→ **Instructions for the task**
Copy every line of the entries that has the string "PathBuf" in it.

→ **Material for the task**

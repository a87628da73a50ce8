//! Configuration loading and hierarchy management
//!
//! Precedence follows Env > File > Defaults; the CLI applies its own
//! overrides on top of the loaded value.

use std::path::{Path, PathBuf};
use std::time::Duration;

use serde::{Deserialize, Serialize};
use tracing::info;

use crate::error::{ClipmillError, ClipmillResult};

/// Hard upper bound on per-clip length, applied regardless of configuration
pub const MAX_CLIP_SECONDS_HARD_CAP: u32 = 180;

/// Recognized configuration options
#[derive(Debug, Clone, Serialize, Deserialize)]
#[serde(default)]
pub struct Config {
    /// Caps per-clip and custom-range length, in seconds
    pub max_clip_seconds: u32,
    /// Caps the clip count selector
    pub max_clips: u32,
    /// Inline-vs-hosted cutoff: strictly below goes inline
    pub size_threshold_bytes: u64,
    /// Bound on concurrently running jobs
    pub worker_pool_size: usize,
    /// Attempts per segment extraction
    pub extract_retry_attempts: u32,
    /// Deadline for every external call, in seconds
    pub per_call_timeout_secs: u64,
    /// Base directory for per-job temp workspaces
    pub temp_dir: PathBuf,
}

impl Default for Config {
    fn default() -> Self {
        Self {
            max_clip_seconds: 180,
            max_clips: 5,
            size_threshold_bytes: 20 * 1024 * 1024,
            worker_pool_size: 4,
            extract_retry_attempts: 3,
            per_call_timeout_secs: 120,
            temp_dir: PathBuf::from("tmp_clips"),
        }
    }
}

impl Config {
    /// Load configuration: defaults, then an optional TOML file, then
    /// `CLIPMILL_*` environment variable overrides.
    pub fn load(file: Option<&Path>) -> ClipmillResult<Self> {
        let mut config = match file {
            Some(path) => Self::from_file(path)?,
            None => {
                let default_path = Path::new("clipmill.toml");
                if default_path.exists() {
                    Self::from_file(default_path)?
                } else {
                    Self::default()
                }
            }
        };
        config.apply_env_overrides();
        config.validate()?;
        Ok(config)
    }

    /// Parse configuration from a TOML file
    pub fn from_file(path: &Path) -> ClipmillResult<Self> {
        let content = std::fs::read_to_string(path).map_err(|e| {
            ClipmillError::Config(format!("failed to read {}: {}", path.display(), e))
        })?;
        let config: Config = toml::from_str(&content).map_err(|e| {
            ClipmillError::Config(format!("failed to parse {}: {}", path.display(), e))
        })?;
        info!("Loaded configuration from {}", path.display());
        Ok(config)
    }

    /// Apply `CLIPMILL_*` environment variable overrides
    fn apply_env_overrides(&mut self) {
        env_override("CLIPMILL_MAX_CLIP_SECONDS", &mut self.max_clip_seconds);
        env_override("CLIPMILL_MAX_CLIPS", &mut self.max_clips);
        env_override("CLIPMILL_SIZE_THRESHOLD_BYTES", &mut self.size_threshold_bytes);
        env_override("CLIPMILL_WORKER_POOL_SIZE", &mut self.worker_pool_size);
        env_override(
            "CLIPMILL_EXTRACT_RETRY_ATTEMPTS",
            &mut self.extract_retry_attempts,
        );
        env_override("CLIPMILL_PER_CALL_TIMEOUT_SECS", &mut self.per_call_timeout_secs);
        if let Ok(value) = std::env::var("CLIPMILL_TEMP_DIR") {
            info!("Environment override: temp_dir = {}", value);
            self.temp_dir = PathBuf::from(value);
        }
    }

    /// Validate and clamp configured values
    pub fn validate(&mut self) -> ClipmillResult<()> {
        if self.max_clip_seconds == 0 {
            return Err(ClipmillError::Config(
                "max_clip_seconds must be positive".to_string(),
            ));
        }
        if self.max_clips == 0 {
            return Err(ClipmillError::Config("max_clips must be positive".to_string()));
        }
        if self.worker_pool_size == 0 {
            return Err(ClipmillError::Config(
                "worker_pool_size must be positive".to_string(),
            ));
        }
        if self.extract_retry_attempts == 0 {
            return Err(ClipmillError::Config(
                "extract_retry_attempts must be positive".to_string(),
            ));
        }
        if self.per_call_timeout_secs == 0 {
            return Err(ClipmillError::Config(
                "per_call_timeout_secs must be positive".to_string(),
            ));
        }
        if self.max_clip_seconds > MAX_CLIP_SECONDS_HARD_CAP {
            info!(
                "Clamping max_clip_seconds from {} to {}",
                self.max_clip_seconds, MAX_CLIP_SECONDS_HARD_CAP
            );
            self.max_clip_seconds = MAX_CLIP_SECONDS_HARD_CAP;
        }
        Ok(())
    }

    /// Deadline applied to every external call
    pub fn per_call_timeout(&self) -> Duration {
        Duration::from_secs(self.per_call_timeout_secs)
    }
}

fn env_override<T: std::str::FromStr + std::fmt::Display>(var: &str, slot: &mut T) {
    if let Ok(value) = std::env::var(var) {
        if let Ok(parsed) = value.parse::<T>() {
            info!("Environment override: {} = {}", var, parsed);
            *slot = parsed;
        } else {
            tracing::warn!("Ignoring unparseable {} = {:?}", var, value);
        }
    }
}

#[cfg(test)]
mod tests {
    use super::*;

    #[test]
    fn test_defaults() {
        let config = Config::default();
        assert_eq!(config.max_clip_seconds, 180);
        assert_eq!(config.max_clips, 5);
        assert_eq!(config.size_threshold_bytes, 20 * 1024 * 1024);
    }

    #[test]
    fn test_clamps_max_clip_seconds() {
        let mut config = Config {
            max_clip_seconds: 600,
            ..Config::default()
        };
        config.validate().unwrap();
        assert_eq!(config.max_clip_seconds, MAX_CLIP_SECONDS_HARD_CAP);
    }

    #[test]
    fn test_rejects_zero_values() {
        let mut config = Config {
            max_clips: 0,
            ..Config::default()
        };
        assert!(config.validate().is_err());
    }

    #[test]
    fn test_from_file_partial() {
        let dir = tempfile::tempdir().unwrap();
        let path = dir.path().join("clipmill.toml");
        std::fs::write(&path, "max_clips = 3\nworker_pool_size = 2\n").unwrap();
        let config = Config::from_file(&path).unwrap();
        assert_eq!(config.max_clips, 3);
        assert_eq!(config.worker_pool_size, 2);
        // Unspecified keys keep their defaults
        assert_eq!(config.max_clip_seconds, 180);
    }
}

→ **Written answer**
use std::path::{Path, PathBuf};
    pub temp_dir: PathBuf,
            temp_dir: PathBuf::from("tmp_clips"),
            self.temp_dir = PathBuf::from(value);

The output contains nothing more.